→ **Try it**:
Say how many lines below have "args" in them, giving the number alone.

[Stored items]
//! Error kinds raised while provisioning and supervising the FRP binary

use crate::drainer::StreamTag;
use crate::mode::Mode;
use serde::Serialize;
use std::path::PathBuf;

/// Error codes for supervisor failures
#[derive(Debug, Clone, Copy, PartialEq, Eq, Serialize)]
#[serde(rename_all = "SCREAMING_SNAKE_CASE")]
pub enum ErrorKind {
    /// Extracted binary (or its bundled asset) is missing
    BinaryMissing,
    /// Configuration file is missing
    ConfigMissing,
    /// Binary exists but cannot be executed
    BinaryNotExecutable,
    /// The host refused to create the process
    ExecFailed,
    /// Child exited inside the early-exit window
    EarlyExit,
    /// Child exited after it was reported as started
    UnexpectedExit,
    /// Reading a child output stream failed
    StreamReadError,
    /// Filesystem failure while provisioning
    Io,
}

impl ErrorKind {
    /// Get the error code as a string
    pub fn as_str(&self) -> &'static str {
        match self {
            ErrorKind::BinaryMissing => "BINARY_MISSING",
            ErrorKind::ConfigMissing => "CONFIG_MISSING",
            ErrorKind::BinaryNotExecutable => "BINARY_NOT_EXECUTABLE",
            ErrorKind::ExecFailed => "EXEC_FAILED",
            ErrorKind::EarlyExit => "EARLY_EXIT",
            ErrorKind::UnexpectedExit => "UNEXPECTED_EXIT",
            ErrorKind::StreamReadError => "STREAM_READ_ERROR",
            ErrorKind::Io => "IO",
        }
    }

    /// Whether the supervisor retries on its own after this failure
    pub fn is_retried(&self) -> bool {
        matches!(self, ErrorKind::UnexpectedExit)
    }
}

#[derive(Debug, thiserror::Error)]
pub enum SupervisorError {
    #[error("FRP binary does not exist: {}", path.display())]
    BinaryMissing { path: PathBuf },

    #[error("Config file does not exist: {}", path.display())]
    ConfigMissing { path: PathBuf },

    #[error("FRP binary is not executable: {}", path.display())]
    BinaryNotExecutable { path: PathBuf },

    #[error("failed to execute {}: {source}", path.display())]
    ExecFailed {
        path: PathBuf,
        #[source]
        source: std::io::Error,
    },

    #[error("{mode} exited immediately with code: {code}")]
    EarlyExit { mode: Mode, code: i32 },

    #[error("FRP process exited with code: {code}")]
    UnexpectedExit { code: i32 },

    #[error("error reading {stream} log: {source}")]
    StreamRead {
        stream: StreamTag,
        #[source]
        source: std::io::Error,
    },

    #[error("I/O error on {}: {source}", path.display())]
    Io {
        path: PathBuf,
        #[source]
        source: std::io::Error,
    },
}

impl SupervisorError {
    pub fn io(path: impl Into<PathBuf>, source: std::io::Error) -> Self {
        SupervisorError::Io {
            path: path.into(),
            source,
        }
    }

    pub fn kind(&self) -> ErrorKind {
        match self {
            SupervisorError::BinaryMissing { .. } => ErrorKind::BinaryMissing,
            SupervisorError::ConfigMissing { .. } => ErrorKind::ConfigMissing,
            SupervisorError::BinaryNotExecutable { .. } => ErrorKind::BinaryNotExecutable,
            SupervisorError::ExecFailed { .. } => ErrorKind::ExecFailed,
            SupervisorError::EarlyExit { .. } => ErrorKind::EarlyExit,
            SupervisorError::UnexpectedExit { .. } => ErrorKind::UnexpectedExit,
            SupervisorError::StreamRead { .. } => ErrorKind::StreamReadError,
            SupervisorError::Io { .. } => ErrorKind::Io,
        }
    }

    /// Render the entry pushed to the log buffer for this failure
    pub fn log_line(&self) -> String {
        if self.kind().is_retried() {
            format!("Warning: {}", self)
        } else {
            format!("Error: {}", self)
        }
    }
}

#[cfg(test)]
mod tests {
    use super::*;

    #[test]
    fn test_log_lines() {
        let err = SupervisorError::EarlyExit {
            mode: Mode::Client,
            code: 1,
        };
        assert_eq!(err.log_line(), "Error: client exited immediately with code: 1");

        let err = SupervisorError::UnexpectedExit { code: 7 };
        assert_eq!(err.log_line(), "Warning: FRP process exited with code: 7");

        let err = SupervisorError::BinaryMissing {
            path: PathBuf::from("/data/client"),
        };
        assert_eq!(err.log_line(), "Error: FRP binary does not exist: /data/client");
    }

    #[test]
    fn test_error_kinds() {
        let err = SupervisorError::ConfigMissing {
            path: PathBuf::from("/data/server.toml"),
        };
        assert_eq!(err.kind(), ErrorKind::ConfigMissing);
        assert_eq!(err.kind().as_str(), "CONFIG_MISSING");
        assert!(!err.kind().is_retried());
        assert!(ErrorKind::UnexpectedExit.is_retried());
    }

    #[test]
    fn test_stream_read_error_message() {
        let err = SupervisorError::StreamRead {
            stream: StreamTag::Err,
            source: std::io::Error::new(std::io::ErrorKind::InvalidData, "bad utf-8"),
        };
        assert_eq!(err.log_line(), "Error: error reading ERR log: bad utf-8");
        assert_eq!(err.kind(), ErrorKind::StreamReadError);
    }
}
use crate::log_buffer::LogEntry;
use crate::supervisor::SupervisorView;
use std::collections::VecDeque;

/// Number of lines a log view keeps on display
pub const DEFAULT_VIEW_LINES: usize = 500;

/// Consumer-side display history fed by draining the supervisor's log buffer
#[derive(Debug, Clone)]
pub struct LogView {
    lines: VecDeque<LogEntry>,
    max_lines: usize,
}

impl LogView {
    pub fn new() -> Self {
        Self::with_max_lines(DEFAULT_VIEW_LINES)
    }

    pub fn with_max_lines(max_lines: usize) -> Self {
        Self {
            lines: VecDeque::new(),
            max_lines: max_lines.max(1),
        }
    }

    /// Pull new entries from the supervisor.
    ///
    /// Returns the entries that were appended, oldest first.
    pub fn refresh(&mut self, view: &SupervisorView) -> Vec<LogEntry> {
        let fresh = view.drain_log();
        self.extend(fresh.iter().cloned());
        fresh
    }

    /// Append entries, trimming the oldest beyond the display limit
    pub fn extend(&mut self, entries: impl IntoIterator<Item = LogEntry>) {
        self.lines.extend(entries);
        while self.lines.len() > self.max_lines {
            self.lines.pop_front();
        }
    }

    /// Clear the display; the supervisor's buffer is unaffected
    pub fn clear(&mut self) {
        self.lines.clear();
    }

    pub fn lines(&self) -> impl Iterator<Item = &LogEntry> {
        self.lines.iter()
    }

    pub fn len(&self) -> usize {
        self.lines.len()
    }

    pub fn is_empty(&self) -> bool {
        self.lines.is_empty()
    }
}

impl Default for LogView {
    fn default() -> Self {
        Self::new()
    }
}
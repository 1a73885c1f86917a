//! End-to-end tests against real child processes
//!
//! The bundled "binaries" are small shell scripts, so these only run on unix.

#![cfg(unix)]

use droidfrpd::config::SupervisorConfig;
use droidfrpd::config_store::default_template;
use droidfrpd::provision::BinaryAssets;
use droidfrpd::{Mode, Phase, Supervisor};
use std::time::Duration;
use tempfile::TempDir;
use tokio::time::{sleep, Instant};

fn supervisor(tmp: &TempDir, mode: Mode, script: &'static str) -> Supervisor {
    Supervisor::builder(tmp.path(), BinaryAssets::new().with(mode, script.as_bytes()))
        .config(SupervisorConfig {
            early_exit_window_ms: 300,
            ..Default::default()
        })
        .build()
}

/// Poll until `pred` holds for the buffered lines, collecting everything drained
async fn collect_until(supervisor: &Supervisor, pred: impl Fn(&[String]) -> bool) -> Vec<String> {
    let deadline = Instant::now() + Duration::from_secs(5);
    let mut lines = Vec::new();
    loop {
        lines.extend(supervisor.log_buffer().drain().into_iter().map(|e| e.line));
        if pred(&lines) || Instant::now() >= deadline {
            return lines;
        }
        sleep(Duration::from_millis(20)).await;
    }
}

fn has(lines: &[String], needle: &str) -> bool {
    lines.iter().any(|l| l.contains(needle))
}

#[tokio::test]
async fn test_cold_start_runs_bundled_binary() {
    let tmp = TempDir::new().unwrap();
    let supervisor = supervisor(&tmp, Mode::Client, "#!/bin/sh\necho hello\nexec sleep 60\n");

    supervisor.start(Mode::Client).await;
    let lines = collect_until(&supervisor, |l| {
        has(l, "[OUT] hello") && has(l, "CLIENT started successfully")
    })
    .await;

    assert!(has(&lines, "Starting client with command: "));
    assert!(has(&lines, "[OUT] hello"));
    assert!(has(&lines, "CLIENT started successfully"));
    assert!(supervisor.is_running());
    assert!(supervisor.status().pid.is_some());
    assert_eq!(
        std::fs::read_to_string(tmp.path().join("client.toml")).unwrap(),
        default_template(Mode::Client)
    );

    supervisor.stop().await;
    assert_eq!(supervisor.phase(), Phase::Idle);
}

#[tokio::test]
async fn test_child_receives_config_path() {
    let tmp = TempDir::new().unwrap();
    std::fs::write(tmp.path().join("server.toml"), "bindPort = 7000\n").unwrap();
    let supervisor = supervisor(&tmp, Mode::Server, "#!/bin/sh\ncat \"$2\"\nexec sleep 60\n");

    supervisor.start(Mode::Server).await;
    let lines = collect_until(&supervisor, |l| has(l, "[OUT] bindPort = 7000")).await;
    assert!(has(&lines, "[OUT] bindPort = 7000"));

    supervisor.stop().await;
}

#[tokio::test]
async fn test_early_exit_keeps_stderr() {
    let tmp = TempDir::new().unwrap();
    let supervisor = supervisor(
        &tmp,
        Mode::Client,
        "#!/bin/sh\necho 'unknown field \"foo\"' >&2\nexit 1\n",
    );

    supervisor.start(Mode::Client).await;
    let lines = collect_until(&supervisor, |l| {
        has(l, "exited immediately") && has(l, "[ERR] ")
    })
    .await;

    assert!(has(&lines, "[ERR] unknown field \"foo\""));
    assert!(has(&lines, "Error: client exited immediately with code: 1"));
    assert_eq!(supervisor.phase(), Phase::Failed);
}

#[tokio::test]
async fn test_rapid_stop_leaves_log_quiet() {
    let tmp = TempDir::new().unwrap();
    let supervisor = supervisor(&tmp, Mode::Client, "#!/bin/sh\nexec sleep 60\n");

    supervisor.start(Mode::Client).await;
    sleep(Duration::from_millis(100)).await;

    let before = Instant::now();
    supervisor.stop().await;
    assert!(before.elapsed() < Duration::from_secs(2));
    assert_eq!(supervisor.phase(), Phase::Idle);

    sleep(Duration::from_millis(1_500)).await;
    let lines: Vec<String> = supervisor
        .log_buffer()
        .drain()
        .into_iter()
        .map(|e| e.line)
        .collect();
    assert_eq!(lines.last().map(String::as_str), Some("CLIENT stopped"));
    assert!(!has(&lines, "started successfully"));
    assert!(!has(&lines, "exited"));
}

#[tokio::test]
async fn test_invalid_utf8_output_keeps_child_alive() {
    let tmp = TempDir::new().unwrap();
    let supervisor = supervisor(
        &tmp,
        Mode::Client,
        "#!/bin/sh\nprintf 'caf\\351\\n'\nsleep 0.3\nwhile true; do echo tick; sleep 0.1; done\n",
    );

    supervisor.start(Mode::Client).await;
    let lines = collect_until(&supervisor, |l| {
        has(l, "CLIENT started successfully") && has(l, "[OUT] tick")
    })
    .await;

    assert!(lines.contains(&"[OUT] caf\u{FFFD}".to_string()));
    assert!(has(&lines, "[OUT] tick"));
    assert!(!has(&lines, "Error:"));
    assert!(supervisor.is_running());

    supervisor.stop().await;
}

#[tokio::test]
async fn test_stop_silences_output_of_restarted_child_descendants() {
    let tmp = TempDir::new().unwrap();
    let supervisor = Supervisor::builder(
        tmp.path(),
        BinaryAssets::new().with(
            Mode::Client,
            b"#!/bin/sh\n(while true; do echo bg; sleep 0.1; done) &\nsleep 1.5\nexit 3\n"
                .as_slice(),
        ),
    )
    .config(SupervisorConfig {
        early_exit_window_ms: 300,
        liveness_interval_secs: 2,
        ..Default::default()
    })
    .build();

    supervisor.start(Mode::Client).await;
    let lines = collect_until(&supervisor, |l| {
        has(l, "Warning: FRP process exited with code: 3")
    })
    .await;
    assert!(has(&lines, "Warning: FRP process exited with code: 3"));

    supervisor.stop().await;
    supervisor.log_buffer().clear();

    sleep(Duration::from_secs(2)).await;
    assert!(supervisor.log_buffer().is_empty());
}
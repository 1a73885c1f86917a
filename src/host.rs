//! Spawning of the supervised child.
//!
//! The host is deliberately thin: it starts a process from an argument
//! vector and exposes its output streams, a non-blocking exit status query and a
//! kill request. Restart and logging policy live in the supervisor.

use crate::error::SupervisorError;
use std::fmt;
use std::path::Path;
use std::process::Stdio;
use tokio::io::AsyncRead;
use tokio::process::{Child, Command};
use tracing::{debug, info, warn};

/// A readable child output stream
pub type StreamSource = Box<dyn AsyncRead + Send + Unpin>;

/// Result of a non-blocking exit status query
#[derive(Debug, Clone, Copy, PartialEq, Eq)]
pub enum ChildStatus {
    Running,
    Exited(i32),
}

impl fmt::Display for ChildStatus {
    fn fmt(&self, f: &mut fmt::Formatter<'_>) -> fmt::Result {
        match self {
            ChildStatus::Running => write!(f, "running"),
            ChildStatus::Exited(code) => write!(f, "exited({})", code),
        }
    }
}

/// Status and termination of one spawned child
pub trait ProcessHandle: Send {
    /// Operating-system process id, if known
    fn id(&self) -> Option<u32>;

    /// Query the exit status without blocking
    fn try_status(&mut self) -> ChildStatus;

    /// Best-effort kill request
    fn terminate(&mut self);
}

/// A freshly spawned child with its two output streams
pub struct SpawnedChild {
    pub handle: Box<dyn ProcessHandle>,
    pub stdout: StreamSource,
    pub stderr: StreamSource,
}

/// Creates child processes
pub trait ProcessHost: Send + Sync {
    /// Start `program` with `args` (no shell interpolation)
    fn spawn(&self, program: &Path, args: &[String]) -> Result<SpawnedChild, SupervisorError>;
}

/// Process host backed by `tokio::process`
#[derive(Debug, Clone, Copy, Default)]
pub struct TokioProcessHost;

impl TokioProcessHost {
    pub fn new() -> Self {
        Self
    }
}

impl ProcessHost for TokioProcessHost {
    fn spawn(&self, program: &Path, args: &[String]) -> Result<SpawnedChild, SupervisorError> {
        let mut cmd = Command::new(program);
        cmd.args(args);
        cmd.stdin(Stdio::null());
        cmd.stdout(Stdio::piped());
        cmd.stderr(Stdio::piped());
        cmd.kill_on_drop(true);

        let mut child = cmd.spawn().map_err(|e| SupervisorError::ExecFailed {
            path: program.to_path_buf(),
            source: e,
        })?;
        let pid = child.id();
        info!(program = %program.display(), pid, "Child process spawned");

        let missing_pipe = |name: &str| SupervisorError::ExecFailed {
            path: program.to_path_buf(),
            source: std::io::Error::new(
                std::io::ErrorKind::BrokenPipe,
                format!("child {} was not captured", name),
            ),
        };
        let stdout = child.stdout.take().ok_or_else(|| missing_pipe("stdout"))?;
        let stderr = child.stderr.take().ok_or_else(|| missing_pipe("stderr"))?;

        Ok(SpawnedChild {
            handle: Box::new(LocalChild { child, pid }),
            stdout: Box::new(stdout),
            stderr: Box::new(stderr),
        })
    }
}

/// Handle for a process spawned by [`TokioProcessHost`]
struct LocalChild {
    child: Child,
    pid: Option<u32>,
}

impl ProcessHandle for LocalChild {
    fn id(&self) -> Option<u32> {
        self.pid
    }

    fn try_status(&mut self) -> ChildStatus {
        match self.child.try_wait() {
            Ok(Some(status)) => ChildStatus::Exited(exit_code(status)),
            Ok(None) => ChildStatus::Running,
            Err(e) => {
                warn!(pid = self.pid, error = %e, "Failed to query child status");
                ChildStatus::Running
            }
        }
    }

    fn terminate(&mut self) {
        debug!(pid = self.pid, "Killing child process");
        if let Err(e) = self.child.start_kill() {
            // Already reaped children report InvalidInput
            debug!(pid = self.pid, error = %e, "Kill request not delivered");
        }
    }
}

/// Exit code, with signal deaths reported shell-style as `128 + signal`
fn exit_code(status: std::process::ExitStatus) -> i32 {
    if let Some(code) = status.code() {
        return code;
    }
    #[cfg(unix)]
    {
        use std::os::unix::process::ExitStatusExt;
        if let Some(signal) = status.signal() {
            return 128 + signal;
        }
    }
    -1
}
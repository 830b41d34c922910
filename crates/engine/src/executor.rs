use std::sync::Arc;
use std::time::Duration;

use async_trait::async_trait;
use tracing::{error, info, warn};

use common::{
    BrokerClient, Clock, OutcomeStatus, TradeAction, TradeExecutor, TradeOutcome,
};

/// Pause between the forced disconnect and the reconnect after a failed placement.
pub const RECONNECT_PAUSE: Duration = Duration::from_secs(2);

/// Pause between outcome polls while the broker still reports the trade as open.
pub const OUTCOME_POLL_INTERVAL: Duration = Duration::from_secs(1);

/// Places one binary option on the broker and waits for it to settle.
///
/// This is the ONLY component that calls `BrokerClient::place_order`.
pub struct BrokerExecutor {
    broker: Arc<dyn BrokerClient>,
    clock: Arc<dyn Clock>,
}

impl BrokerExecutor {
    pub fn new(broker: Arc<dyn BrokerClient>, clock: Arc<dyn Clock>) -> Self {
        Self { broker, clock }
    }

    /// Drop and re-open the broker session after a failed placement.
    async fn reconnect(&self) {
        if let Err(e) = self.broker.disconnect().await {
            warn!(error = %e, "Broker disconnect failed");
        }
        self.clock.sleep(RECONNECT_PAUSE).await;
        match self.broker.connect().await {
            Ok(()) => info!("Broker session re-established"),
            Err(e) => error!(error = %e, "Broker reconnect failed"),
        }
    }

    async fn await_outcome(&self, trade_id: &str) -> TradeOutcome {
        loop {
            match self.broker.poll_outcome(trade_id).await {
                Ok(OutcomeStatus::Closed(result)) => {
                    return TradeOutcome {
                        trade_id: trade_id.to_string(),
                        result,
                    }
                }
                Ok(OutcomeStatus::Pending) => {}
                Err(e) => warn!(trade_id, error = %e, "Outcome poll failed, retrying"),
            }
            self.clock.sleep(OUTCOME_POLL_INTERVAL).await;
        }
    }
}

#[async_trait]
impl TradeExecutor for BrokerExecutor {
    async fn execute(
        &self,
        stake: f64,
        pair: &str,
        action: TradeAction,
        expiry_secs: u64,
    ) -> Option<TradeOutcome> {
        info!(pair, %action, stake, expiry_secs, "Executing trade");

        let trade_id = match self.broker.place_order(stake, pair, action, expiry_secs).await {
            Ok(placement) => placement.confirmed_id().map(str::to_string),
            Err(e) => {
                error!(pair, error = %e, "Order placement errored");
                None
            }
        };

        let Some(trade_id) = trade_id else {
            error!(pair, "Trade failed to execute, attempting reconnection");
            self.reconnect().await;
            return None;
        };

        info!(pair, trade_id = %trade_id, "Trade placed, waiting for expiry");
        self.clock.sleep(Duration::from_secs(expiry_secs)).await;

        let outcome = self.await_outcome(&trade_id).await;
        info!(pair, trade_id = %outcome.trade_id, result = %outcome.result, "Trade settled");
        Some(outcome)
    }
}

#[cfg(test)]
mod tests {
    use super::*;
    use std::collections::VecDeque;
    use std::sync::Mutex;

    use chrono::{TimeZone, Utc};
    use common::{Error, ManualClock, Placement, Result, TradeResult};

    #[derive(Default)]
    struct FakeBroker {
        placement: Mutex<Option<Result<Placement>>>,
        polls: Mutex<VecDeque<Result<OutcomeStatus>>>,
        calls: Mutex<Vec<&'static str>>,
    }

    impl FakeBroker {
        fn placing(placement: Result<Placement>) -> Self {
            Self {
                placement: Mutex::new(Some(placement)),
                ..Self::default()
            }
        }

        fn with_polls(self, polls: Vec<Result<OutcomeStatus>>) -> Self {
            *self.polls.lock().unwrap() = polls.into();
            self
        }

        fn calls(&self) -> Vec<&'static str> {
            self.calls.lock().unwrap().clone()
        }
    }

    #[async_trait]
    impl BrokerClient for FakeBroker {
        async fn connect(&self) -> Result<()> {
            self.calls.lock().unwrap().push("connect");
            Ok(())
        }

        async fn disconnect(&self) -> Result<()> {
            self.calls.lock().unwrap().push("disconnect");
            Ok(())
        }

        async fn place_order(&self, _: f64, _: &str, _: TradeAction, _: u64) -> Result<Placement> {
            self.calls.lock().unwrap().push("place");
            self.placement
                .lock()
                .unwrap()
                .take()
                .unwrap_or_else(|| Ok(Placement::rejected()))
        }

        async fn poll_outcome(&self, _: &str) -> Result<OutcomeStatus> {
            self.calls.lock().unwrap().push("poll");
            self.polls
                .lock()
                .unwrap()
                .pop_front()
                .unwrap_or(Ok(OutcomeStatus::Closed(TradeResult::Loss)))
        }

        async fn payout_feed(&self) -> Option<String> {
            None
        }
    }

    fn setup(broker: FakeBroker) -> (BrokerExecutor, Arc<FakeBroker>, Arc<ManualClock>) {
        let broker = Arc::new(broker);
        let clock = Arc::new(ManualClock::new(Utc.with_ymd_and_hms(2024, 1, 2, 12, 1, 0).unwrap()));
        (BrokerExecutor::new(broker.clone(), clock.clone()), broker, clock)
    }

    #[tokio::test]
    async fn waits_full_expiry_then_reports_outcome() {
        let broker = FakeBroker::placing(Ok(Placement::accepted("t-1")))
            .with_polls(vec![Ok(OutcomeStatus::Closed(TradeResult::Win))]);
        let (executor, broker, clock) = setup(broker);

        let outcome = executor.execute(1.0, "EURUSD", TradeAction::Call, 60).await;

        assert_eq!(
            outcome,
            Some(TradeOutcome { trade_id: "t-1".into(), result: TradeResult::Win })
        );
        assert_eq!(clock.total_slept(), Duration::from_secs(60));
        assert_eq!(broker.calls(), vec!["place", "poll"]);
    }

    #[tokio::test]
    async fn pending_and_failed_polls_are_retried() {
        let broker = FakeBroker::placing(Ok(Placement::accepted("t-2"))).with_polls(vec![
            Ok(OutcomeStatus::Pending),
            Err(Error::Broker("timeout".into())),
            Ok(OutcomeStatus::Closed(TradeResult::Loss)),
        ]);
        let (executor, broker, clock) = setup(broker);

        let outcome = executor.execute(2.0, "EURUSD", TradeAction::Put, 60).await.unwrap();

        assert_eq!(outcome.result, TradeResult::Loss);
        assert_eq!(broker.calls(), vec!["place", "poll", "poll", "poll"]);
        assert_eq!(clock.total_slept(), Duration::from_secs(62));
    }

    #[tokio::test]
    async fn missing_trade_id_reconnects_and_aborts() {
        let placement = Placement { accepted: true, trade_id: None };
        let (executor, broker, clock) = setup(FakeBroker::placing(Ok(placement)));

        let outcome = executor.execute(1.0, "EURUSD", TradeAction::Call, 60).await;

        assert!(outcome.is_none());
        assert_eq!(broker.calls(), vec!["place", "disconnect", "connect"]);
        assert_eq!(clock.total_slept(), RECONNECT_PAUSE);
    }

    #[tokio::test]
    async fn placement_error_reconnects_and_aborts() {
        let (executor, broker, _clock) =
            setup(FakeBroker::placing(Err(Error::Broker("socket closed".into()))));

        let outcome = executor.execute(1.0, "EURUSD", TradeAction::Call, 60).await;

        assert!(outcome.is_none());
        assert_eq!(broker.calls(), vec!["place", "disconnect", "connect"]);
    }
}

→ **Answer for the task**:
4